Dans tout amour, n'aime-t-on que soi-même ?
Extrait du document
«
L'amour est un sentiment qui est censé avoir pour objet un autre que soi.
En même temps, l'amour de soi est une
formule qui renvoie aussi à une forme concrète d'amour.
Mais peut-on s'aimer soi-même dans l'autre et, puisque
votre sujet est encore plus explicite, n'est-ce finalement toujours que soi que l'on aime ? Peut- être faut-il d'abord
justifier la question.
En quoi s'aime-t-on ou peut-on s'aimer en aimant l'autre ? N'est-ce pas là une forme perverse
d'amour ? Prenez l'exemple de Don Juan qui pense aimer tant qu'il convoite et n'éprouve plus que rejet lorsqu'il a
obtenu les faveurs de ses conquêtes.
L'amour est ici une illusion, c'est le désir de soi-même, le désir d'être désiré
qui l'emporte.
L'amour au contraire n'exige-t-il pas que l'on fasse don de soi ? Que l'on accepte aussi de renoncer
un peu à soi ?
[C'est toujours l'amour de soi que l'on recherche à travers celui des autres.
Tout amour est égoïste
puisque l'on veut être le désir du désir de l'autre.]
Celui qui aime veut être tout au monde pour l'être aimé
Il se considère donc comme éminemment aimable et veut conquérir autrui.
Lorsque j'aime, je désire surtout
que l'on m'aime; je veux être pour l'autre sa raison de vivre.
J'aime en lui l'amour qu'il a pour moi.
Je veux être
le désir du désir de l'autre.
Je veux être rassuré sur mon pouvoir de séduction, sur ma valeur.
Il m'arrive même
de vouloir comme le montre Sartre aliéner la liberté de l'autre.
"Il arrive qu'un asservissement total de l'être aimé tue l'amour de
l'amant.
Le but est dépassé : l'amant se retrouve seul si l'aimé s'est
transformé en automate.
Ainsi l'amant ne désire t il pas posséder l'aimé
comme on possède une chose ; il réclame un type spécial
d'appropriation.
Il veut posséder une liberté comme liberté.

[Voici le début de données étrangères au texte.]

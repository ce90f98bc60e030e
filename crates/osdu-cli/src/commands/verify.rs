//! `osdu verify` command implementation
//!
//! Checks that the records in manifest files can be found through search.
//! A found record may still be an older version of the manifest content.

use crate::api::OsduClient;
use crate::config::CliConfig;
use crate::dataload::{find_manifest_files, read_manifest, ExistenceVerifier, VerifyOutcome};
use crate::error::Result;
use crate::progress::create_progress_bar;
use colored::Colorize;
use std::path::Path;
use tracing::info;

/// Verify the records under `path` exist
pub async fn run(
    config: &CliConfig,
    path: &Path,
    batch_size: usize,
    batch_across_files: bool,
) -> Result<()> {
    let client = OsduClient::new(config)?;
    let outcome = verify_path(&client, path, batch_size, batch_across_files).await?;

    if outcome.not_found.is_empty() {
        println!(
            "{} All {} records exist.",
            "✓".green(),
            outcome.found.len()
        );
    } else {
        println!(
            "{} {} of {} records could not be found:",
            "✗".red(),
            outcome.not_found.len(),
            outcome.total()
        );
        println!("{}", serde_json::to_string_pretty(&outcome.not_found)?);
    }

    Ok(())
}

/// Check every record id in the manifests under `path`
///
/// Batches are flushed per file unless `batch_across_files` is set, in which
/// case only the final remainder is sent as a partial batch.
pub async fn verify_path(
    client: &OsduClient,
    path: &Path,
    batch_size: usize,
    batch_across_files: bool,
) -> Result<VerifyOutcome> {
    let files = find_manifest_files(path)?;
    let progress = create_progress_bar(0, "Verifying records");
    let mut verifier = ExistenceVerifier::new(client, batch_size)?.with_progress(progress.clone());

    for file in &files {
        let Some(manifest) = read_manifest(file)? else {
            continue;
        };
        if !manifest.data_type.is_record_list() {
            info!(path = %file.display(), "Skipping work-product manifest");
            continue;
        }

        info!(path = %file.display(), "Processing file");
        let queued = verifier.pending();
        verifier.push(manifest.record_ids());
        progress.inc_length((verifier.pending() - queued) as u64);
        verifier.process(!batch_across_files).await?;
    }

    if verifier.pending() > 0 {
        info!(remaining = verifier.pending(), "Searching remaining records");
    }
    verifier.process(true).await?;
    progress.finish_and_clear();

    Ok(verifier.finish())
}
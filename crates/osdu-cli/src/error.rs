//! Error types for the OSDU CLI
//!
//! Every failure a command can surface is a [`CliError`]. Messages are written
//! for the person at the terminal and say what to do next where there is
//! something to do. [`CliError::exit_code`] decides how the process exits.

use crate::config::CORE_SECTION;
use thiserror::Error;

/// Result type alias for CLI operations
pub type Result<T> = std::result::Result<T, CliError>;

/// Process exit code for a reported, recoverable failure.
pub const EXIT_FAILURE: i32 = 1;

/// Process exit code for an inconsistent configuration that no retry will fix.
pub const EXIT_MISCONFIGURED: i32 = 2;

/// Process exit code after the user interrupted the command.
pub const EXIT_INTERRUPTED: i32 = 130;

/// Error type for CLI operations
#[derive(Error, Debug)]
pub enum CliError {
    /// A required configuration value is absent and no fallback was given
    #[error(
        "Configuration missing from config ('{key}' in section '{section}'). Run 'osdu config set {key} <value>{}' or set the matching OSDU_ environment variable.",
        section_flag(.section)
    )]
    ConfigurationMissing { section: String, key: String },

    /// A configuration value exists but cannot be read as the requested type
    #[error("Configuration value '{value}' for '{section}.{key}' is not a valid {expected}.")]
    InvalidConfigValue {
        section: String,
        key: String,
        value: String,
        expected: &'static str,
    },

    /// `authentication_mode` names a protocol this client does not implement
    #[error("Unknown type of authentication mode '{0}'. Expected 'refresh_token' or 'interactive'. Run 'osdu config set authentication_mode <mode>'.")]
    UnknownAuthenticationMode(String),

    /// The remote service answered with a status outside the accepted set
    #[error("Unable to access the api. Error ({status}) - {reason}. Try running again with --verbose for more information.")]
    HttpStatus { status: u16, reason: String },

    /// The response body was not the JSON document we expected
    #[error("Unable to decode the response: {0}. Try running again with --verbose for more information.")]
    JsonDecode(#[source] serde_json::Error),

    /// Uploading a work-product file to its signed URL failed
    #[error("File upload failed ({status}): {body}")]
    Upload { status: u16, body: String },

    /// The identity provider rejected the token request
    #[error("Authentication failed: {error} - {description} (correlation id: {correlation_id}). Check your credentials with 'osdu config list'.")]
    Authentication {
        error: String,
        description: String,
        correlation_id: String,
    },

    /// The token endpoint could not be reached or gave no usable answer
    #[error("Unable to obtain an access token: {0}")]
    TokenRequest(#[source] Box<CliError>),

    /// Transport-level HTTP failure (connect, timeout, TLS)
    #[error("Network request failed: {0}. Check your internet connection and server URL.")]
    Http(#[from] reqwest::Error),

    /// A URL could not be assembled from the configured server and service path
    #[error("Invalid URL: {0}. Check the 'server' and service path settings.")]
    InvalidUrl(#[from] url::ParseError),

    /// A manifest file could not be interpreted
    #[error("Invalid manifest '{path}': {reason}")]
    InvalidManifest { path: String, reason: String },

    /// A command argument is out of range
    #[error("Invalid argument: {0}")]
    InvalidArgument(String),

    /// File system operation failed
    #[error("File operation failed: {0}. Check file permissions and disk space.")]
    Io(#[from] std::io::Error),

    /// Configuration file could not be parsed
    #[error("Failed to parse configuration file: {0}")]
    ConfigFile(String),

    #[error(transparent)]
    Other(#[from] anyhow::Error),
}

impl CliError {
    /// Create a configuration-missing error
    pub fn missing(section: impl Into<String>, key: impl Into<String>) -> Self {
        Self::ConfigurationMissing {
            section: section.into(),
            key: key.into(),
        }
    }

    /// Create an invalid manifest error
    pub fn invalid_manifest(path: impl Into<String>, reason: impl Into<String>) -> Self {
        Self::InvalidManifest {
            path: path.into(),
            reason: reason.into(),
        }
    }

    /// Create an invalid argument error
    pub fn invalid_argument(msg: impl Into<String>) -> Self {
        Self::InvalidArgument(msg.into())
    }

    /// Classify a failure of the authentication protocol.
    ///
    /// Rejections from the identity provider stay [`CliError::Authentication`];
    /// everything else becomes [`CliError::TokenRequest`].
    pub fn token_request(err: CliError) -> Self {
        match err {
            CliError::Authentication { .. } | CliError::TokenRequest(_) => err,
            other => CliError::TokenRequest(Box::new(other)),
        }
    }

    /// Whether a per-run status lookup that failed this way may be degraded to
    /// an `unknown` status instead of aborting the whole lookup.
    pub fn is_remote_failure(&self) -> bool {
        matches!(
            self,
            CliError::HttpStatus { .. } | CliError::JsonDecode(_) | CliError::Http(_)
        )
    }

    /// Exit code for the process when this error ends a command.
    pub fn exit_code(&self) -> i32 {
        match self {
            CliError::UnknownAuthenticationMode(_) => EXIT_MISCONFIGURED,
            _ => EXIT_FAILURE,
        }
    }
}

/// `--section` flag for a hint, omitted for the default section
fn section_flag(section: &str) -> String {
    if section == CORE_SECTION {
        String::new()
    } else {
        format!(" --section {}", section)
    }
}

impl From<serde_json::Error> for CliError {
    fn from(err: serde_json::Error) -> Self {
        Self::JsonDecode(err)
    }
}
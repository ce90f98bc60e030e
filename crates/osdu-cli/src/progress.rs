//! Progress bar utilities for CLI operations
//!
//! Bars draw to stderr so stdout carries only command output.

use indicatif::{ProgressBar, ProgressDrawTarget, ProgressStyle};

/// Create a progress bar counting records
pub fn create_progress_bar(total: u64, message: &str) -> ProgressBar {
    let pb = ProgressBar::with_draw_target(Some(total), ProgressDrawTarget::stderr());
    let style = ProgressStyle::default_bar()
        .template("{msg}\n{spinner:.green} [{elapsed_precise}] [{wide_bar:.cyan/blue}] {pos}/{len} ({eta})")
        .unwrap_or_else(|_| ProgressStyle::default_bar())
        .progress_chars("#>-");
    pb.set_style(style);
    pb.set_message(message.to_string());
    pb
}

/// Create a spinner for waits of unknown length
pub fn create_spinner(message: &str) -> ProgressBar {
    let pb = ProgressBar::new_spinner();
    pb.set_draw_target(ProgressDrawTarget::stderr());
    pb.set_style(
        ProgressStyle::default_spinner()
            .template("{spinner:.green} {msg}")
            .unwrap_or_else(|_| ProgressStyle::default_spinner()),
    );
    pb.set_message(message.to_string());
    pb.enable_steady_tick(std::time::Duration::from_millis(100));
    pb
}
//! Data loading: manifests, batched ingestion, run status and verification
//!
//! Manifests are parsed into record groups, optionally filtered against
//! what search already finds, submitted in bounded batches, and tracked
//! until their workflow runs complete.

pub mod batch;
pub mod manifest;
pub mod status;
pub mod upload;
pub mod verify;

pub use batch::{read_run_ids, BatchSubmitter, RunIdLog};
pub use manifest::{find_manifest_files, read_manifest, DataType, Manifest, RecordStamp};
pub use status::{RunRecord, RunStatus, StatusPoller};
pub use verify::{ExistenceVerifier, VerifyOutcome};
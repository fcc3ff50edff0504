//! # Event and Message Queues
//!
//! The socket side produces [`TransportEvent`]s. `update` dispatches a bounded
//! number of them: connects and drops go to the caller's handler, data goes
//! into the incoming FIFO ([`MessageQueue`]) where `message_ready` and
//! `read_message` find it.

use std::collections::VecDeque;
use std::fmt;

use tracing::{debug, error};

use crate::peer::NetUserId;
use crate::transport::TransportEvents;

/// Why a peer left.
#[derive(Clone, Copy, Debug, PartialEq, Eq)]
pub enum DropReason {
    /// The peer said goodbye.
    Disconnected,
    /// The peer went silent or stopped acknowledging.
    TimedOut,
    /// We dropped the peer with `drop_user`.
    Kicked,
}

impl fmt::Display for DropReason {
    fn fmt(&self, f: &mut fmt::Formatter<'_>) -> fmt::Result {
        f.write_str(match self {
            Self::Disconnected => "disconnected",
            Self::TimedOut => "timed out",
            Self::Kicked => "dropped",
        })
    }
}

/// One application message.
#[derive(Clone, Debug, PartialEq, Eq)]
pub struct IncomingMessage {
    /// Sender.
    pub src: NetUserId,
    /// Message bytes.
    pub payload: Vec<u8>,
}

/// Something the socket side observed.
#[derive(Clone, Debug, PartialEq, Eq)]
pub enum TransportEvent {
    /// A peer completed the connection handshake.
    Connected(NetUserId),
    /// A peer is gone.
    Disconnected(NetUserId, DropReason),
    /// Application data arrived.
    Data(IncomingMessage),
}

impl TransportEvent {
    fn user(&self) -> NetUserId {
        match self {
            Self::Connected(user) | Self::Disconnected(user, _) => *user,
            Self::Data(message) => message.src,
        }
    }
}

/// Incoming FIFO, oldest first.
#[derive(Debug, Default)]
pub struct MessageQueue {
    messages: VecDeque<IncomingMessage>,
}

impl MessageQueue {
    /// Appends a message.
    pub fn push(&mut self, message: IncomingMessage) {
        self.messages.push_back(message);
    }

    /// Size of the oldest message from `src` without consuming it.
    #[must_use]
    pub fn peek_size(&self, src: NetUserId) -> Option<usize> {
        self.messages
            .iter()
            .find(|m| m.src == src)
            .map(|m| m.payload.len())
    }

    /// Removes and returns the oldest message from `src`.
    pub fn take(&mut self, src: NetUserId) -> Option<IncomingMessage> {
        let index = self.messages.iter().position(|m| m.src == src)?;
        self.messages.remove(index)
    }

    /// Discards everything queued from `src`.
    pub fn purge(&mut self, src: NetUserId) {
        self.messages.retain(|m| m.src != src);
    }

    /// Queued message count.
    #[must_use]
    pub fn len(&self) -> usize {
        self.messages.len()
    }

    /// Returns true when nothing is queued.
    #[must_use]
    pub fn is_empty(&self) -> bool {
        self.messages.is_empty()
    }

    /// Drops everything.
    pub fn clear(&mut self) {
        self.messages.clear();
    }
}

/// Outcome of one dispatch pass.
#[derive(Debug, Default)]
pub struct Dispatch {
    /// Events handed out.
    pub processed: usize,
    /// Users whose connect was not accepted by the handler.
    pub rejected: Vec<NetUserId>,
}

/// Pending events plus the incoming FIFO.
#[derive(Debug, Default)]
pub struct EventQueue {
    pending: VecDeque<TransportEvent>,
    inbox: MessageQueue,
}

impl EventQueue {
    /// Records an event for the next dispatch.
    pub fn push(&mut self, event: TransportEvent) {
        self.pending.push_back(event);
    }

    /// Moves pending data events into the FIFO, leaving connects and drops
    /// for the next `update`.
    pub fn promote_data(&mut self) {
        let mut remaining = VecDeque::with_capacity(self.pending.len());
        for event in self.pending.drain(..) {
            match event {
                TransportEvent::Data(message) => self.inbox.push(message),
                other => remaining.push_back(other),
            }
        }
        self.pending = remaining;
    }

    /// Dispatches at most `budget` events to `handler`.
    pub fn dispatch(&mut self, handler: &mut dyn TransportEvents, budget: usize) -> Dispatch {
        let mut outcome = Dispatch::default();
        while outcome.processed < budget {
            let Some(event) = self.pending.pop_front() else {
                break;
            };
            outcome.processed += 1;
            match event {
                TransportEvent::Connected(user) => match handler.on_new_user(user) {
                    Some(slot) => debug!("{} connected as slot {}", user, slot),
                    None => {
                        error!("connection from unrecognized peer {} ignored", user);
                        outcome.rejected.push(user);
                    }
                },
                TransportEvent::Disconnected(user, reason) => {
                    self.inbox.purge(user);
                    handler.on_drop(user, reason);
                }
                TransportEvent::Data(message) => self.inbox.push(message),
            }
        }
        outcome
    }

    /// Forgets everything about `user`, pending or queued.
    pub fn forget(&mut self, user: NetUserId) {
        self.pending.retain(|event| event.user() != user);
        self.inbox.purge(user);
    }

    /// The incoming FIFO.
    #[must_use]
    pub fn inbox(&self) -> &MessageQueue {
        &self.inbox
    }

    /// The incoming FIFO, mutably.
    pub fn inbox_mut(&mut self) -> &mut MessageQueue {
        &mut self.inbox
    }

    /// Events waiting for dispatch.
    #[must_use]
    pub fn pending_len(&self) -> usize {
        self.pending.len()
    }

    /// Drops all events and messages.
    pub fn clear(&mut self) {
        self.pending.clear();
        self.inbox.clear();
    }
}

#[cfg(test)]
mod tests {
    use super::*;

    #[derive(Default)]
    struct Recorder {
        accept: bool,
        joined: Vec<NetUserId>,
        dropped: Vec<(NetUserId, DropReason)>,
    }

    impl TransportEvents for Recorder {
        fn on_new_user(&mut self, user: NetUserId) -> Option<u8> {
            self.joined.push(user);
            self.accept.then_some(1)
        }

        fn on_drop(&mut self, user: NetUserId, reason: DropReason) {
            self.dropped.push((user, reason));
        }
    }

    fn data(src: u32, bytes: &[u8]) -> TransportEvent {
        TransportEvent::Data(IncomingMessage {
            src: NetUserId(src),
            payload: bytes.to_vec(),
        })
    }

    #[test]
    fn test_fifo_per_source() {
        let mut queue = MessageQueue::default();
        queue.push(IncomingMessage { src: NetUserId(1), payload: vec![1] });
        queue.push(IncomingMessage { src: NetUserId(2), payload: vec![2, 2] });
        queue.push(IncomingMessage { src: NetUserId(1), payload: vec![3, 3, 3] });

        assert_eq!(queue.peek_size(NetUserId(2)), Some(2));
        assert_eq!(queue.take(NetUserId(1)).unwrap().payload, vec![1]);
        assert_eq!(queue.take(NetUserId(1)).unwrap().payload, vec![3, 3, 3]);
        assert!(queue.take(NetUserId(1)).is_none());
        assert_eq!(queue.len(), 1);
    }

    #[test]
    fn test_peek_does_not_consume() {
        let mut queue = MessageQueue::default();
        queue.push(IncomingMessage { src: NetUserId(4), payload: vec![0; 36] });
        for _ in 0..5 {
            assert_eq!(queue.peek_size(NetUserId(4)), Some(36));
        }
        assert_eq!(queue.len(), 1);
    }

    #[test]
    fn test_dispatch_is_bounded() {
        let mut events = EventQueue::default();
        for i in 0..10 {
            events.push(data(1, &[i]));
        }
        let mut handler = Recorder::default();
        assert_eq!(events.dispatch(&mut handler, 4).processed, 4);
        assert_eq!(events.pending_len(), 6);
        assert_eq!(events.inbox().len(), 4);
    }

    #[test]
    fn test_rejected_connect_reported() {
        let mut events = EventQueue::default();
        events.push(TransportEvent::Connected(NetUserId(7)));
        let mut handler = Recorder::default();
        let outcome = events.dispatch(&mut handler, 8);
        assert_eq!(outcome.rejected, vec![NetUserId(7)]);
        assert_eq!(handler.joined, vec![NetUserId(7)]);
    }

    #[test]
    fn test_drop_purges_queued_messages() {
        let mut events = EventQueue::default();
        events.push(data(3, b"late"));
        events.promote_data();
        events.push(TransportEvent::Disconnected(NetUserId(3), DropReason::TimedOut));

        let mut handler = Recorder { accept: true, ..Recorder::default() };
        events.dispatch(&mut handler, 8);
        assert_eq!(handler.dropped, vec![(NetUserId(3), DropReason::TimedOut)]);
        assert!(events.inbox().is_empty());
    }

    #[test]
    fn test_promote_keeps_control_events() {
        let mut events = EventQueue::default();
        events.push(TransportEvent::Connected(NetUserId(1)));
        events.push(data(1, b"x"));
        events.promote_data();
        assert_eq!(events.pending_len(), 1);
        assert_eq!(events.inbox().peek_size(NetUserId(1)), Some(1));
    }
}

Mais, d'autre part, il ne saurait se satisfaire de cette forme éminente de
la liberté qu'est l'engagement libre et volontaire.
Qui se contenterait
d'un amour qui se donnerait comme pure fidélité à la foi jurée ? Qui
donc accepterait de s'entendre dire : « je vous aime parce que je me
suis librement engagé à vous aimer et que je ne veux pas me dédire ; je
vous aime par fidélité à moi même » ? Ainsi l'amant demande le serment
et s'irrite du serment.
Il veut être aimé par une liberté et réclame que
cette liberté comme liberté ne soit plus libre.
Il veut à la fois que la
liberté de l'Autre se détermine elle même à devenir amour et cela, non
point seulement au commencement de l'aventure mais à chaque instant
et, à la fois, que cette liberté soit captivée par elle même, qu'elle se
retourne sur elle même, comme dans la folie, comme dans le rêve, pour
vouloir sa captivité.
Et cette captivité doit être démission libre et
enchaînée à la fois entre nos mains.
Ce n'est pas le déterminisme
passionnel que nous désirons chez autrui, dans l'amour, ni une liberté
hors d'atteinte, mais c'est une liberté qui joue le déterminisme
passionnel et qui se prend à son jeu." SARTRE
"Aimer, est-ce vouloir priver l'autre de sa liberté ?" On reproche souvent à l'amour d'être possessif, tout en
pensant le plus souvent que cette possessivité est la conséquence des sentiments des amants.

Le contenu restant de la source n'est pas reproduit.